ACTIVITY: Exact copies of the records below are required.

INFORMATION SHOWN:
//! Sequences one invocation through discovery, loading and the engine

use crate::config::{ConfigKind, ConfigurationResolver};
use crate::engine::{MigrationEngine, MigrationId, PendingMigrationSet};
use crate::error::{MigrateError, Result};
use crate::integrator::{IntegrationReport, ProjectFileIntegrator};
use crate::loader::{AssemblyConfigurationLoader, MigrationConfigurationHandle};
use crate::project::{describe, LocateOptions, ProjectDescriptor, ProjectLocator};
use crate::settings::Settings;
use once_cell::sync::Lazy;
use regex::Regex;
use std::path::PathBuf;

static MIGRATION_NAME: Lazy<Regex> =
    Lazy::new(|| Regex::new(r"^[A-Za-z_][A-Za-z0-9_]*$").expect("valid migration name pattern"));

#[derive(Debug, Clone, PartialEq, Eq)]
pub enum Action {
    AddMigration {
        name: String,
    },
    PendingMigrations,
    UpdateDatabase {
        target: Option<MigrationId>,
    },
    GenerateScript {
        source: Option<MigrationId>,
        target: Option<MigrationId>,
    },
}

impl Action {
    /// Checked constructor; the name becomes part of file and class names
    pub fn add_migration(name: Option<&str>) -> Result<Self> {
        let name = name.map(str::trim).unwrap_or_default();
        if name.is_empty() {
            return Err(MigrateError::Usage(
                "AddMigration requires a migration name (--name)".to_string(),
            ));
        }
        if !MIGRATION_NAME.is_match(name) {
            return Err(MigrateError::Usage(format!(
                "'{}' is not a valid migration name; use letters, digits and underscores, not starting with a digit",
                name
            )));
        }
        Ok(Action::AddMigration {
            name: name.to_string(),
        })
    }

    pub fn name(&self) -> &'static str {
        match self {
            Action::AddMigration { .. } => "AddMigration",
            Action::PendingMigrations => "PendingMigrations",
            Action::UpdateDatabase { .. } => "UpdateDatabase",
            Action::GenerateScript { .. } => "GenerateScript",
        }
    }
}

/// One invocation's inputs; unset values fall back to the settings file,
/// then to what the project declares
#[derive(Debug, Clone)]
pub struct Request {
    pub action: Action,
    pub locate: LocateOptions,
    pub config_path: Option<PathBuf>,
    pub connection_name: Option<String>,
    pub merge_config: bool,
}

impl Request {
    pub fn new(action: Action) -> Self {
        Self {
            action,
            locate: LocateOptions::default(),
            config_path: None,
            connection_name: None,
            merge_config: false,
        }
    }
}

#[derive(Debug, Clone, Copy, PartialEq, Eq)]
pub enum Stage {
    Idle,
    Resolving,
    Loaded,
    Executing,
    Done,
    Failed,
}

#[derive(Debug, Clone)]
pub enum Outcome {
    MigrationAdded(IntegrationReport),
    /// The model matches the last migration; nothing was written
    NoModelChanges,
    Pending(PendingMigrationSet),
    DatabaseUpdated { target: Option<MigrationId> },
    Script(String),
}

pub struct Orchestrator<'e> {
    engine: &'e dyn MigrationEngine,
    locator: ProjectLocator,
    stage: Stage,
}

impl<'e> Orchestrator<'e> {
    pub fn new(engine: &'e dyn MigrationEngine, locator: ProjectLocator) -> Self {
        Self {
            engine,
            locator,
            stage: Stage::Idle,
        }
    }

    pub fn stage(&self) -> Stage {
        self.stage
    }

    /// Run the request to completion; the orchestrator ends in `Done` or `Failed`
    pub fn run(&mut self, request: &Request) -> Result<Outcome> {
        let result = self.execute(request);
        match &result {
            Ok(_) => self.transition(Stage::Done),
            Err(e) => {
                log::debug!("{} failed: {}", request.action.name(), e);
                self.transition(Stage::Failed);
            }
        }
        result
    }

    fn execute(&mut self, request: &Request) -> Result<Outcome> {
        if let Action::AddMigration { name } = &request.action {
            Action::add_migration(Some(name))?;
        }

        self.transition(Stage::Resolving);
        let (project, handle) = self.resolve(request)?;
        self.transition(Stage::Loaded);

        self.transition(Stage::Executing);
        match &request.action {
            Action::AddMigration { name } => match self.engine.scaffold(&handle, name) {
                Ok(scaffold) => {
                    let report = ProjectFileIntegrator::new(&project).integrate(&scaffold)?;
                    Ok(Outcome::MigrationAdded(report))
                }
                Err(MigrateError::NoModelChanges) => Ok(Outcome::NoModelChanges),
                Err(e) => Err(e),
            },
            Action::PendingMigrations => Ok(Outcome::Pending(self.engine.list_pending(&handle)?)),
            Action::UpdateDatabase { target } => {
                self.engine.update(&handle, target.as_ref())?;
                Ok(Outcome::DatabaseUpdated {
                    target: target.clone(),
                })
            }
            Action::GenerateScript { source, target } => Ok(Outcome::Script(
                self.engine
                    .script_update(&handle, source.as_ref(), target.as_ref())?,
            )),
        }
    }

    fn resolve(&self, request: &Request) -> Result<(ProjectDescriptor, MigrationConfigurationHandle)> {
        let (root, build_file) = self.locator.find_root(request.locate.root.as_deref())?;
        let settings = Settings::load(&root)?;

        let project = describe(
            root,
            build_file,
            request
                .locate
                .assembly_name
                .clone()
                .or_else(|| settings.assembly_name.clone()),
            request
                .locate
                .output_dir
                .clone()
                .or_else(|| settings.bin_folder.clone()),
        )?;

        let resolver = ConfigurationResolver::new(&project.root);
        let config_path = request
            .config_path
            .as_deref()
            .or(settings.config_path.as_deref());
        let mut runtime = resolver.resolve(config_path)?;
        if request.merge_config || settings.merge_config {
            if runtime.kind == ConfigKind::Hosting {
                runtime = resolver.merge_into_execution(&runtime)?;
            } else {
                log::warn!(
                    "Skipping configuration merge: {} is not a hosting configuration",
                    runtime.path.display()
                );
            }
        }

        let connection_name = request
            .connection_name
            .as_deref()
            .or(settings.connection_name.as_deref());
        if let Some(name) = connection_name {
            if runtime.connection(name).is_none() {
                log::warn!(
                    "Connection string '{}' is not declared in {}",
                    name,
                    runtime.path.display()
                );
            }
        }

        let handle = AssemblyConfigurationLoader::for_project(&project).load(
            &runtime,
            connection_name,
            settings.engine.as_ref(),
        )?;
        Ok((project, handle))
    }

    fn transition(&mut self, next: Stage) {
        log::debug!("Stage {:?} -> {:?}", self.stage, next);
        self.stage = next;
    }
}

ANSWER BELOW:
//! Sequences one invocation through discovery, loading and the engine

use crate::config::{ConfigKind, ConfigurationResolver};
use crate::engine::{MigrationEngine, MigrationId, PendingMigrationSet};
use crate::error::{MigrateError, Result};
use crate::integrator::{IntegrationReport, ProjectFileIntegrator};
use crate::loader::{AssemblyConfigurationLoader, MigrationConfigurationHandle};
use crate::project::{describe, LocateOptions, ProjectDescriptor, ProjectLocator};
use crate::settings::Settings;
use once_cell::sync::Lazy;
use regex::Regex;
use std::path::PathBuf;

static MIGRATION_NAME: Lazy<Regex> =
    Lazy::new(|| Regex::new(r"^[A-Za-z_][A-Za-z0-9_]*$").expect("valid migration name pattern"));

#[derive(Debug, Clone, PartialEq, Eq)]
pub enum Action {
    AddMigration {
        name: String,
    },
    PendingMigrations,
    UpdateDatabase {
        target: Option<MigrationId>,
    },
    GenerateScript {
        source: Option<MigrationId>,
        target: Option<MigrationId>,
    },
}

impl Action {
    /// Checked constructor; the name becomes part of file and class names
    pub fn add_migration(name: Option<&str>) -> Result<Self> {
        let name = name.map(str::trim).unwrap_or_default();
        if name.is_empty() {
            return Err(MigrateError::Usage(
                "AddMigration requires a migration name (--name)".to_string(),
            ));
        }
        if !MIGRATION_NAME.is_match(name) {
            return Err(MigrateError::Usage(format!(
                "'{}' is not a valid migration name; use letters, digits and underscores, not starting with a digit",
                name
            )));
        }
        Ok(Action::AddMigration {
            name: name.to_string(),
        })
    }

    pub fn name(&self) -> &'static str {
        match self {
            Action::AddMigration { .. } => "AddMigration",
            Action::PendingMigrations => "PendingMigrations",
            Action::UpdateDatabase { .. } => "UpdateDatabase",
            Action::GenerateScript { .. } => "GenerateScript",
        }
    }
}

/// One invocation's inputs; unset values fall back to the settings file,
/// then to what the project declares
#[derive(Debug, Clone)]
pub struct Request {
    pub action: Action,
    pub locate: LocateOptions,
    pub config_path: Option<PathBuf>,
    pub connection_name: Option<String>,
    pub merge_config: bool,
}

impl Request {
    pub fn new(action: Action) -> Self {
        Self {
            action,
            locate: LocateOptions::default(),
            config_path: None,
            connection_name: None,
            merge_config: false,
        }
    }
}

#[derive(Debug, Clone, Copy, PartialEq, Eq)]
pub enum Stage {
    Idle,
    Resolving,
    Loaded,
    Executing,
    Done,
    Failed,
}

#[derive(Debug, Clone)]
pub enum Outcome {
    MigrationAdded(IntegrationReport),
    /// The model matches the last migration; nothing was written
    NoModelChanges,
    Pending(PendingMigrationSet),
    DatabaseUpdated { target: Option<MigrationId> },
    Script(String),
}

pub struct Orchestrator<'e> {
    engine: &'e dyn MigrationEngine,
    locator: ProjectLocator,
    stage: Stage,
}

impl<'e> Orchestrator<'e> {
    pub fn new(engine: &'e dyn MigrationEngine, locator: ProjectLocator) -> Self {
        Self {
            engine,
            locator,
            stage: Stage::Idle,
        }
    }

    pub fn stage(&self) -> Stage {
        self.stage
    }

    /// Run the request to completion; the orchestrator ends in `Done` or `Failed`
    pub fn run(&mut self, request: &Request) -> Result<Outcome> {
        let result = self.execute(request);
        match &result {
            Ok(_) => self.transition(Stage::Done),
            Err(e) => {
                log::debug!("{} failed: {}", request.action.name(), e);
                self.transition(Stage::Failed);
            }
        }
        result
    }

    fn execute(&mut self, request: &Request) -> Result<Outcome> {
        if let Action::AddMigration { name } = &request.action {
            Action::add_migration(Some(name))?;
        }

        self.transition(Stage::Resolving);
        let (project, handle) = self.resolve(request)?;
        self.transition(Stage::Loaded);

        self.transition(Stage::Executing);
        match &request.action {
            Action::AddMigration { name } => match self.engine.scaffold(&handle, name) {
                Ok(scaffold) => {
                    let report = ProjectFileIntegrator::new(&project).integrate(&scaffold)?;
                    Ok(Outcome::MigrationAdded(report))
                }
                Err(MigrateError::NoModelChanges) => Ok(Outcome::NoModelChanges),
                Err(e) => Err(e),
            },
            Action::PendingMigrations => Ok(Outcome::Pending(self.engine.list_pending(&handle)?)),
            Action::UpdateDatabase { target } => {
                self.engine.update(&handle, target.as_ref())?;
                Ok(Outcome::DatabaseUpdated {
                    target: target.clone(),
                })
            }
            Action::GenerateScript { source, target } => Ok(Outcome::Script(
                self.engine
                    .script_update(&handle, source.as_ref(), target.as_ref())?,
            )),
        }
    }

    fn resolve(&self, request: &Request) -> Result<(ProjectDescriptor, MigrationConfigurationHandle)> {
        let (root, build_file) = self.locator.find_root(request.locate.root.as_deref())?;
        let settings = Settings::load(&root)?;

        let project = describe(
            root,
            build_file,
            request
                .locate
                .assembly_name
                .clone()
                .or_else(|| settings.assembly_name.clone()),
            request
                .locate
                .output_dir
                .clone()
                .or_else(|| settings.bin_folder.clone()),
        )?;

        let resolver = ConfigurationResolver::new(&project.root);
        let config_path = request
            .config_path
            .as_deref()
            .or(settings.config_path.as_deref());
        let mut runtime = resolver.resolve(config_path)?;
        if request.merge_config || settings.merge_config {
            if runtime.kind == ConfigKind::Hosting {
                runtime = resolver.merge_into_execution(&runtime)?;
            } else {
                log::warn!(
                    "Skipping configuration merge: {} is not a hosting configuration",
                    runtime.path.display()
                );
            }
        }

        let connection_name = request
            .connection_name
            .as_deref()
            .or(settings.connection_name.as_deref());
        if let Some(name) = connection_name {
            if runtime.connection(name).is_none() {
                log::warn!(
                    "Connection string '{}' is not declared in {}",
                    name,
                    runtime.path.display()
                );
            }
        }

        let handle = AssemblyConfigurationLoader::for_project(&project).load(
            &runtime,
            connection_name,
            settings.engine.as_ref(),
        )?;
        Ok((project, handle))
    }

    fn transition(&mut self, next: Stage) {
        log::debug!("Stage {:?} -> {:?}", self.stage, next);
        self.stage = next;
    }
}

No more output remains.